The effects of UCN2 on neural cell function of spinal cord injury rats facilitate post-injury neuronal regeneration

Spinal cord injury (SCI) is a devastating condition with high disability rates and lacks effective treatments. This study investigated the therapeutic potential of Urocortin 2 (UCN2) for promoting neurofunctional recovery. In a rat model of T10 spinal cord transection, daily intraperitoneal UCN2 treatment, initiated two days post-injury, significantly improved hindlimb motor function by day 14. We found that the UCN2 receptor, CRHR2, is expressed in neurons, astrocytes, and microglia. In vivo, UCN2 administration reduced neuronal apoptosis and neurofilament damage, suppressed microglial activation, and promoted the conversion of neurotoxic A1 astrocytes to a regenerative A2 phenotype. These beneficial effects were mediated by the activation of the cAMP-PKA signaling pathway, evidenced by the upregulation of PKA, CREB, and Bcl-2, and downregulation of NF-κB, RhoA, and Bax.

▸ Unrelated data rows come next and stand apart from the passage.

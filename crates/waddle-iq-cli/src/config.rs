// SPDX-License-Identifier: AGPL-3.0-only
// Copyright (C) 2025 Waddle Social

//! Configuration management for the IQ inspection tool.
//!
//! Configuration is read from `--config <path>` when given, otherwise from
//! the XDG config directory (`~/.config/waddle/iq.toml`). A missing default
//! file means defaults.

use anyhow::{Context, Result};
use serde::{Deserialize, Serialize};
use std::path::{Path, PathBuf};
use waddle_xmpp_iq::CodecConfig;

/// Logging configuration
#[derive(Debug, Clone, PartialEq, Eq, Serialize, Deserialize)]
#[serde(default)]
pub struct LoggingConfig {
    /// Filter directives used when `RUST_LOG` is not set
    pub filter: String,
    /// Emit JSON log lines instead of human-readable ones
    pub json: bool,
}

impl Default for LoggingConfig {
    fn default() -> Self {
        Self {
            filter: "warn,waddle_xmpp_iq=info".into(),
            json: false,
        }
    }
}

/// Main configuration struct
#[derive(Debug, Clone, PartialEq, Eq, Serialize, Deserialize, Default)]
#[serde(default)]
pub struct Config {
    /// Codec configuration
    pub codec: CodecConfig,
    /// Logging configuration
    pub logging: LoggingConfig,
}

impl Config {
    /// Load configuration from `path`, or from the XDG config directory when
    /// no path is given.
    ///
    /// Returns the configuration and the file it came from, if any.
    pub fn load(path: Option<&Path>) -> Result<(Self, Option<PathBuf>)> {
        if let Some(path) = path {
            return Ok((Self::load_from(path)?, Some(path.to_path_buf())));
        }

        match Self::config_file_path() {
            Some(path) if path.exists() => Ok((Self::load_from(&path)?, Some(path))),
            _ => Ok((Config::default(), None)),
        }
    }

    /// Load configuration from a specific file.
    pub fn load_from(path: &Path) -> Result<Self> {
        let content = std::fs::read_to_string(path)
            .with_context(|| format!("Failed to read config file: {:?}", path))?;
        toml::from_str(&content)
            .with_context(|| format!("Failed to parse config file: {:?}", path))
    }

    /// Get the path to the default config file
    pub fn config_file_path() -> Option<PathBuf> {
        dirs::config_dir().map(|dir| dir.join("waddle").join("iq.toml"))
    }
}

#[cfg(test)]
mod tests {
    use super::*;
    use std::io::Write;

    #[test]
    fn test_default_config() {
        let config = Config::default();
        assert!(config.codec.capture_raw);
        assert_eq!(config.codec.max_depth, 64);
        assert!(!config.logging.json);
    }

    #[test]
    fn test_load_from_file() {
        let mut file = tempfile::NamedTempFile::new().unwrap();
        writeln!(
            file,
            "[codec]\ndefault_namespace = \"jabber:client\"\nmax_depth = 16\n\n[logging]\njson = true"
        )
        .unwrap();

        let (config, source) = Config::load(Some(file.path())).unwrap();

        assert_eq!(source.as_deref(), Some(file.path()));
        assert_eq!(config.codec.default_namespace, "jabber:client");
        assert_eq!(config.codec.max_depth, 16);
        assert!(config.codec.capture_raw);
        assert!(config.logging.json);
        assert_eq!(config.logging.filter, LoggingConfig::default().filter);
    }

    #[test]
    fn test_explicit_missing_file_is_an_error() {
        let dir = tempfile::tempdir().unwrap();
        let missing = dir.path().join("absent.toml");
        assert!(Config::load(Some(missing.as_path())).is_err());
    }

    #[test]
    fn test_invalid_toml_is_an_error() {
        let mut file = tempfile::NamedTempFile::new().unwrap();
        writeln!(file, "[codec\nmax_depth = ").unwrap();

        let err = Config::load_from(file.path()).unwrap_err();
        assert!(err.to_string().contains("Failed to parse config file"));
    }

    #[test]
    fn test_config_serialization() {
        let config = Config::default();
        let toml = toml::to_string_pretty(&config).unwrap();
        let parsed: Config = toml::from_str(&toml).unwrap();
        assert_eq!(config, parsed);
    }
}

Complementary in vitro experiments confirmed that UCN2 directly promotes axonal regeneration, inhibits neuronal apoptosis, enhances the secretion of GDNF from astrocytes, and suppresses the inflammatory NF-κB pathway in microglia. In conclusion, UCN2 facilitates axonal regeneration and functional recovery in SCI by activating the cAMP-PKA pathway, which in turn modulates neuronal survival, glial phenotype, and neuroinflammation, highlighting its significant therapeutic potential.